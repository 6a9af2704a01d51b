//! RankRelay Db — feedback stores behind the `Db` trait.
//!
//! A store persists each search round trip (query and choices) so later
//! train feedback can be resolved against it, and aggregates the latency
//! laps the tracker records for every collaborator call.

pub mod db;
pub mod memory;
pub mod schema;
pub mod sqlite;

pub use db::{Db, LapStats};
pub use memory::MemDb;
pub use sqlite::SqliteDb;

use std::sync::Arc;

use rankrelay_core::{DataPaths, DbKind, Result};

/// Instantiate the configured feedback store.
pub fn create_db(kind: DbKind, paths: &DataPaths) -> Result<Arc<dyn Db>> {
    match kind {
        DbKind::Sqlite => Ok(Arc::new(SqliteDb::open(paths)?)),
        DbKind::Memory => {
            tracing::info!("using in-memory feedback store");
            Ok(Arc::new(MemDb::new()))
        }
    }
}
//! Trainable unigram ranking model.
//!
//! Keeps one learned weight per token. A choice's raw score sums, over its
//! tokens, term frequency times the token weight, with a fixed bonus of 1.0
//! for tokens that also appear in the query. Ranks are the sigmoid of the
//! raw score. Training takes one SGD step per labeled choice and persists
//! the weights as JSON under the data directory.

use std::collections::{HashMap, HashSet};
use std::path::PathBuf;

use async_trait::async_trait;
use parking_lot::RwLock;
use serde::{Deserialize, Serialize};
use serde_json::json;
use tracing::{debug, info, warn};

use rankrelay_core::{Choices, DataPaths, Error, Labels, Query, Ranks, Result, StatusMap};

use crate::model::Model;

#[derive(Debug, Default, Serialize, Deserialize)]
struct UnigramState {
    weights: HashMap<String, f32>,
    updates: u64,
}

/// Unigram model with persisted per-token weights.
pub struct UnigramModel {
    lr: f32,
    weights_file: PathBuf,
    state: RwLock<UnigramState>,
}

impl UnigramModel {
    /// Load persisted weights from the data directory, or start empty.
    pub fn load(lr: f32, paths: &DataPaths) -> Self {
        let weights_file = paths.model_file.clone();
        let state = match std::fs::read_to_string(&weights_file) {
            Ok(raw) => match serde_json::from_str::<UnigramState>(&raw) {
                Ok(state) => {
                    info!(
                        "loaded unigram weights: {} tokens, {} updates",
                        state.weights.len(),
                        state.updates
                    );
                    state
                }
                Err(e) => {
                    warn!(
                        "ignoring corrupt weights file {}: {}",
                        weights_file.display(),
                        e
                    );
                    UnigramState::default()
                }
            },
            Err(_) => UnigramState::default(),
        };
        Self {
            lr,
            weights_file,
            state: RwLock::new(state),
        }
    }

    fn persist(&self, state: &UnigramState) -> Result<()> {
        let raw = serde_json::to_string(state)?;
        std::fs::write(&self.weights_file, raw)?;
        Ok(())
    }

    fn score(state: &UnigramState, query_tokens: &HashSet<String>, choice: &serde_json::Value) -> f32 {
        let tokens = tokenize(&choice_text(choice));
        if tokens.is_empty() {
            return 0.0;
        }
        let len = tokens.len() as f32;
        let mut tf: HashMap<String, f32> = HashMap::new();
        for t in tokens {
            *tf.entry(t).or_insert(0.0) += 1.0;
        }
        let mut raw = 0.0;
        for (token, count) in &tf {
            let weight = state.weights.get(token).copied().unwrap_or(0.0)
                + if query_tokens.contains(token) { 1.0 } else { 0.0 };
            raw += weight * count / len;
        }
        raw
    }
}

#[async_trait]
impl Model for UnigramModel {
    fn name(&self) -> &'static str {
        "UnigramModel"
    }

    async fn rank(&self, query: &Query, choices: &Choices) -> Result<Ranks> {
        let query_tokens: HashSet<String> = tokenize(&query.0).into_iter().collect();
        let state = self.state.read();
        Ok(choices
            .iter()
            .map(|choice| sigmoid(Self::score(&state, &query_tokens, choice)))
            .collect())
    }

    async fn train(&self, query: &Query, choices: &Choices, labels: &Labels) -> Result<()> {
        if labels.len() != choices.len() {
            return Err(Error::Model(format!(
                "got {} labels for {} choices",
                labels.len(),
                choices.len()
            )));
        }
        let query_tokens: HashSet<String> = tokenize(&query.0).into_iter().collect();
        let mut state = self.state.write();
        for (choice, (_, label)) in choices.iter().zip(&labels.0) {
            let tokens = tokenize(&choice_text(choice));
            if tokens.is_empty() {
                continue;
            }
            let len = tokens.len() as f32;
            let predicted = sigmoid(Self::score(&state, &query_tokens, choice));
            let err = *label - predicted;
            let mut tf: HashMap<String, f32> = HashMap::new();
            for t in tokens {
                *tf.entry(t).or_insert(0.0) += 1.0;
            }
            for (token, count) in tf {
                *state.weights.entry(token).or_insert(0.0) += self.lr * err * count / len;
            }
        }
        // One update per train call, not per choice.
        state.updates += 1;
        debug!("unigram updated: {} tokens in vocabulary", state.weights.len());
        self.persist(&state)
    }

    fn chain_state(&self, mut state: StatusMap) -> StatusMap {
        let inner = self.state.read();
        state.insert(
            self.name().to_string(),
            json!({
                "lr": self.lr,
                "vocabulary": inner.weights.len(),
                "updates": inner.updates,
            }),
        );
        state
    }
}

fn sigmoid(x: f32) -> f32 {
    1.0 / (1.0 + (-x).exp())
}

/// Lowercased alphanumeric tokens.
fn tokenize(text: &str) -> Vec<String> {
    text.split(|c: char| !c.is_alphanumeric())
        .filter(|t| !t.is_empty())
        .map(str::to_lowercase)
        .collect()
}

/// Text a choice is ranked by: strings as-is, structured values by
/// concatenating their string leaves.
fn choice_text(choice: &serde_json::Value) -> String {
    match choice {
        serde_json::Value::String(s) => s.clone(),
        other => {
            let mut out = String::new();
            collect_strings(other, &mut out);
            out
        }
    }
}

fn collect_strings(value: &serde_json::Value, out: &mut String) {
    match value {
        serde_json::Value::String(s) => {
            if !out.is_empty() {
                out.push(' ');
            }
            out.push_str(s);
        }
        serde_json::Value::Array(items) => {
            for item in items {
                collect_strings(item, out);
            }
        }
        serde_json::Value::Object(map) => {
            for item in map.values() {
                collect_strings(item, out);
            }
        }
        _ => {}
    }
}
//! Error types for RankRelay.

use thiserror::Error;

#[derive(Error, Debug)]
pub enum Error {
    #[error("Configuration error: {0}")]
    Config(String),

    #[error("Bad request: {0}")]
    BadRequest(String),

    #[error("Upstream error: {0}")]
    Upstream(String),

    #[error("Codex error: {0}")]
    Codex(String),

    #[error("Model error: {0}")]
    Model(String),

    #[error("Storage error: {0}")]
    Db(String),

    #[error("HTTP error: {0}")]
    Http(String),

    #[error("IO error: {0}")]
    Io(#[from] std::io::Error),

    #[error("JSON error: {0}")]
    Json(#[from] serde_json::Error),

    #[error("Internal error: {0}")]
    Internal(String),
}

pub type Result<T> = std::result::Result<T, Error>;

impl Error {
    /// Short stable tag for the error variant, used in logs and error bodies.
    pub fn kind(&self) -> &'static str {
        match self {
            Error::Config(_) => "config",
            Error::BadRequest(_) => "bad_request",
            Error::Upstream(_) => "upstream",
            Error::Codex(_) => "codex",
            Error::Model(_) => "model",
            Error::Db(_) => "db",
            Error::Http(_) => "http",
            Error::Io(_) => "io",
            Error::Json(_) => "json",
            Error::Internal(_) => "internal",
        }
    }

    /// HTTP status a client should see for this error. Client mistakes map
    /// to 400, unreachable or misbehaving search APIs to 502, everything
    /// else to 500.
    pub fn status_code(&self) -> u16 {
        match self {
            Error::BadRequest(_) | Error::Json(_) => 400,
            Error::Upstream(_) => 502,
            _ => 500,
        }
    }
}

__Problem details__.
Repeat the entries above verbatim, but only from the line that has "sigmoid(Self::score(&state, &query_tokens, choice));" down to the line that has "their string leaves.", inclusive.

__Response area__.
            let predicted = sigmoid(Self::score(&state, &query_tokens, choice));
            let err = *label - predicted;
            let mut tf: HashMap<String, f32> = HashMap::new();
            for t in tokens {
                *tf.entry(t).or_insert(0.0) += 1.0;
            }
            for (token, count) in tf {
                *state.weights.entry(token).or_insert(0.0) += self.lr * err * count / len;
            }
        }
        // One update per train call, not per choice.
        state.updates += 1;
        debug!("unigram updated: {} tokens in vocabulary", state.weights.len());
        self.persist(&state)
    }

    fn chain_state(&self, mut state: StatusMap) -> StatusMap {
        let inner = self.state.read();
        state.insert(
            self.name().to_string(),
            json!({
                "lr": self.lr,
                "vocabulary": inner.weights.len(),
                "updates": inner.updates,
            }),
        );
        state
    }
}

fn sigmoid(x: f32) -> f32 {
    1.0 / (1.0 + (-x).exp())
}

/// Lowercased alphanumeric tokens.
fn tokenize(text: &str) -> Vec<String> {
    text.split(|c: char| !c.is_alphanumeric())
        .filter(|t| !t.is_empty())
        .map(str::to_lowercase)
        .collect()
}

/// Text a choice is ranked by: strings as-is, structured values by
/// concatenating their string leaves.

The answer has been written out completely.